Cx43 has been reported to target to buoyant, cholesterol and sphingolipid-rich membrane domains termed lipid rafts (LRs)31-33
, and there is evidence that the phosphorylation state may differ between LR and non-LR targeted populations32-34, 53
. Our observation that the P2 form of Cx43 is uniquely targeted to LRs suggests that LR targeting of Cx43 is a late event in the GJ life cycle, and may be involved in GJ degradation. Consistent with this hypothesis are studies which demonstrate that connexins can target to LRs, but that intercellular GJs themselves are not LRs31
. Musil et al34
have described the relationship between Cx43 Triton solubility, phosphorylation state, and assembly into GJs in vitro
. The authors suggest that Cx43 begins as a Triton soluble, hypo-phosphorylated form during its progression towards the plasma membrane. Upon arrival at the plasma membrane Cx43 acquires Triton resistance and matures into a hyper-phosphorylated form. The authors further suggest that the acquisition of Triton resistance and maturation to the P2 phosphorylated form corresponds to the formation of mature GJ plaques. Based on our ultrastructural characterization of fraction 5 (), which contains P2 phosphorylated Cx43, we do not believe these buoyant pentalaminar membranes represent GJ plaques coupling two cells at intercalated disks, but rather internalized GJs incorporated into multi-lamellar membranes. We therefore hypothesize that maturation to the P2 form in fact corresponds to the degradation of GJs through autophagic processing, although further experiments will be required to confirm this hypothesis.
Our data demonstrate that GJs with highly variable morphology are formed between cardiomyocyte lateral membranes with increased frequency in HF, and that GJ turnover likely occurs via an autophagic pathway. The mechanisms by which Cx43 GJs are targeted for internalization and degradation by autophagy appears to involve changes in phosphorylation, as well as processing through membranes with physicochemical properties of lipid rafts. The regulated process of GJ turnover via autophagy suggests a novel pathway for the regulation of cardiac GJs, and therefore conduction in the mammalian ventricle. These findings offer insight into the mechanisms regulating electrical conduction in mammalian myocardium, and may in part contribute to the arrhythmogenic electrical remodeling associated with heart failure.
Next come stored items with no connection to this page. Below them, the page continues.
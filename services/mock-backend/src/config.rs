// services/mock-backend/src/config.rs
//
// Mock backend settings: bind address, seed data and reported host figures

use anyhow::Result;
use serde::{Deserialize, Serialize};

use svckit::config::ObservabilityConfig;
use svckit::store::SystemProfile;

#[derive(Debug, Clone, Default, Serialize, Deserialize)]
#[serde(default)]
pub struct MockBackendConfig {
    pub server: ServerConfig,
    pub seed: SeedConfig,
    pub system: SystemProfile,
    pub observability: ObservabilityConfig,
}

#[derive(Debug, Clone, Serialize, Deserialize)]
#[serde(default)]
pub struct ServerConfig {
    pub host: String,
    pub port: u16,
}

impl Default for ServerConfig {
    fn default() -> Self {
        Self {
            host: "0.0.0.0".to_string(),
            port: 8080,
        }
    }
}

#[derive(Debug, Clone, Serialize, Deserialize)]
#[serde(default)]
pub struct SeedConfig {
    /// Generated rows loaded at startup.
    pub rows: usize,
    pub seed: u64,
}

impl Default for SeedConfig {
    fn default() -> Self {
        Self { rows: 500, seed: 42 }
    }
}

pub fn load_config(path: &str) -> Result<MockBackendConfig> {
    svckit::config::load(Some(path), "MOCK_BACKEND")
}

#[cfg(test)]
mod tests {
    use super::*;

    #[test]
    fn test_defaults() {
        let config: MockBackendConfig = serde_json::from_str(r#"{"seed":{"rows":10}}"#).unwrap();
        assert_eq!(config.server.port, 8080);
        assert_eq!(config.seed.rows, 10);
        assert_eq!(config.seed.seed, 42);
        assert_eq!(config.system.avg_response_time, 85);
    }
}
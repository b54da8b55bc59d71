// svckit/src/errors.rs
//
// Error taxonomy shared by the client, the fixture backend and the mock server

use thiserror::Error;

/// Failure of a single API call.
///
/// `Status` displays as its bare message so callers can surface it verbatim.
#[derive(Error, Debug, Clone, PartialEq)]
pub enum ApiError {
    #[error("{message}")]
    Status { status: u16, message: String },

    #[error("Transport error: {0}")]
    Transport(String),

    #[error("Decode error: {0}")]
    Decode(String),

    #[error("Configuration error: {0}")]
    Config(String),
}

impl ApiError {
    /// Builds the error for a non-success response, preferring the server's message.
    pub fn from_status(status: u16, status_text: &str, message: Option<String>) -> Self {
        let message = message
            .filter(|m| !m.is_empty())
            .unwrap_or_else(|| format!("request failed: {} {}", status, status_text));
        ApiError::Status { status, message }
    }

    pub fn status(&self) -> Option<u16> {
        match self {
            ApiError::Status { status, .. } => Some(*status),
            _ => None,
        }
    }

    /// Network failures and unreadable success bodies.
    pub fn is_transport(&self) -> bool {
        matches!(self, ApiError::Transport(_) | ApiError::Decode(_))
    }
}

impl From<serde_json::Error> for ApiError {
    fn from(err: serde_json::Error) -> Self {
        ApiError::Decode(err.to_string())
    }
}

/// Rejections produced by the in-memory log store.
#[derive(Error, Debug, Clone, PartialEq)]
pub enum StoreError {
    #[error("{0}")]
    InvalidRequest(String),

    #[error("{0}")]
    NotFound(String),
}

impl StoreError {
    pub fn status_code(&self) -> u16 {
        match self {
            StoreError::InvalidRequest(_) => 400,
            StoreError::NotFound(_) => 404,
        }
    }
}
// services/mock-backend/src/main.rs
//
// LogPulse mock backend - REST API over seeded in-memory logs
//
// Run with: cargo run --bin mock-backend -- --seed-rows 1000

use std::sync::Arc;

use anyhow::Result;
use chrono::Utc;
use clap::Parser;
use tracing::info;
use tracing_subscriber::{layer::SubscriberExt, util::SubscriberInitExt};

use mock_backend::{api, config};
use svckit::mock::MockDataGenerator;
use svckit::store::LogStore;

#[derive(Parser, Debug)]
#[command(name = "mock-backend")]
#[command(about = "In-memory LogPulse API for local development and client tests")]
struct Args {
    /// Path to configuration file
    #[arg(short, long, default_value = "config/mock-backend.yaml")]
    config: String,

    /// API server port (overrides the config file)
    #[arg(short, long)]
    port: Option<u16>,

    /// Number of generated log rows loaded at startup
    #[arg(long)]
    seed_rows: Option<usize>,

    /// Random seed for generated rows
    #[arg(long)]
    seed: Option<u64>,
}

#[tokio::main]
async fn main() -> Result<()> {
    let args = Args::parse();
    let mut config = config::load_config(&args.config)?;

    // Initialize tracing
    tracing_subscriber::registry()
        .with(
            tracing_subscriber::EnvFilter::try_from_default_env()
                .unwrap_or_else(|_| config.observability.log_level.clone().into()),
        )
        .with(tracing_subscriber::fmt::layer())
        .init();

    if let Some(port) = args.port {
        config.server.port = port;
    }
    if let Some(rows) = args.seed_rows {
        config.seed.rows = rows;
    }
    if let Some(seed) = args.seed {
        config.seed.seed = seed;
    }

    info!("Starting LogPulse mock backend on port {}", config.server.port);
    info!("Configuration: {}", args.config);

    let now = Utc::now();
    let store = LogStore::with_profile(now, config.system.clone());
    let rows = MockDataGenerator::new(config.seed.seed, now).generate(config.seed.rows);
    store.extend(rows, now).await;
    info!(
        "Seeded {} log rows from {} sources (seed {})",
        store.len().await,
        MockDataGenerator::sources().len(),
        config.seed.seed
    );

    api::start_server(Arc::new(store), &config.server.host, config.server.port).await?;

    Ok(())
}
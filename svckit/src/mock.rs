// svckit/src/mock.rs
//
// Mock log generator for demo mode and fixtures
// Seeded, so the same seed always yields the same rows

use chrono::{DateTime, Duration, Utc};
use rand::rngs::StdRng;
use rand::{Rng, SeedableRng};

use crate::types::{LogLevel, NewLogEntry};

const SOURCES: [&str; 5] = [
    "api-service",
    "user-service",
    "payment-service",
    "notification-service",
    "auth-service",
];

const ACTIONS: [&str; 8] = [
    "connect to database",
    "authenticate user",
    "process payment",
    "send notification",
    "validate token",
    "update user profile",
    "retrieve data from cache",
    "communicate with external API",
];

const WINDOW_MILLIS: i64 = 3 * 86_400_000;

pub struct MockDataGenerator {
    rng: StdRng,
    now: DateTime<Utc>,
}

impl MockDataGenerator {
    pub fn new(seed: u64, now: DateTime<Utc>) -> Self {
        Self {
            rng: StdRng::seed_from_u64(seed),
            now,
        }
    }

    pub fn sources() -> &'static [&'static str] {
        &SOURCES
    }

    /// One entry somewhere in the three days before `now`.
    pub fn next_entry(&mut self) -> NewLogEntry {
        let log_level = LogLevel::ALL[self.rng.gen_range(0..LogLevel::ALL.len())];
        let source = SOURCES[self.rng.gen_range(0..SOURCES.len())];
        let action = ACTIONS[self.rng.gen_range(0..ACTIONS.len())];
        let age = Duration::milliseconds(self.rng.gen_range(0..WINDOW_MILLIS));

        let user = if self.rng.gen_bool(0.3) {
            Some(format!("user-{}", self.rng.gen_range(0..1000)))
        } else {
            None
        };

        NewLogEntry {
            source: source.to_string(),
            content: format!(
                "{} {}. Transaction ID: TXN-{}",
                prefix(log_level),
                action,
                self.rng.gen_range(0..1_000_000)
            ),
            log_level,
            timestamp: Some(self.now - age),
            ip: Some(format!(
                "192.168.{}.{}",
                self.rng.gen_range(0..255),
                self.rng.gen_range(0..255)
            )),
            user,
        }
    }

    pub fn generate(&mut self, count: usize) -> Vec<NewLogEntry> {
        (0..count).map(|_| self.next_entry()).collect()
    }
}

fn prefix(level: LogLevel) -> &'static str {
    match level {
        LogLevel::Error => "Failed to",
        LogLevel::Warn => "Potential issue with",
        LogLevel::Info => "Successfully processed",
        LogLevel::Debug => "Checking status of",
    }
}

#[cfg(test)]
mod tests {
    use super::*;
    use chrono::TimeZone;

    fn now() -> DateTime<Utc> {
        Utc.with_ymd_and_hms(2024, 5, 1, 12, 0, 0).unwrap()
    }

    #[test]
    fn test_same_seed_same_rows() {
        let a = MockDataGenerator::new(7, now()).generate(20);
        let b = MockDataGenerator::new(7, now()).generate(20);
        assert_eq!(a, b);
    }

    #[test]
    fn test_rows_stay_in_window() {
        for entry in MockDataGenerator::new(1, now()).generate(200) {
            let ts = entry.timestamp.unwrap();
            assert!(ts <= now());
            assert!(ts > now() - Duration::days(3));
            assert!(SOURCES.contains(&entry.source.as_str()));
            assert!(entry.content.starts_with(prefix(entry.log_level)));
        }
    }
}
There are limitations to the present study. We did not perform serial sectioning and/or 3D reconstruction of TEM sections. It is therefore possible that apparently internalized GJs are in reality extensively convoluted GJs still attached to the plasma membrane. Regardless of this possibility, the presence of GJs at lateral membranes is nonetheless more frequent in failing hearts, and lateral GJs are more convoluted, if not more extensively internalized, than GJs at the ID.
These data were obtained in a canine model of heart failure that in many respects mimics human heart failure, but is clearly different from the most common forms of heart failure occurring in humans. The detailed regulation of Cx43 and GJ localization may not be identical with human disease. Reassuringly, many of the features of GJ remodeling characterized in this model are similar to those previously observed in diseased human hearts5, 9
Although we have provided ultrastructural, microscopic and biochemical evidence in support of GJ association with autophagosomes, we have not demonstrated connexin degradation via autophagy per se. The precise contribution of autophagy to connexin turnover will require a more quantitative examination.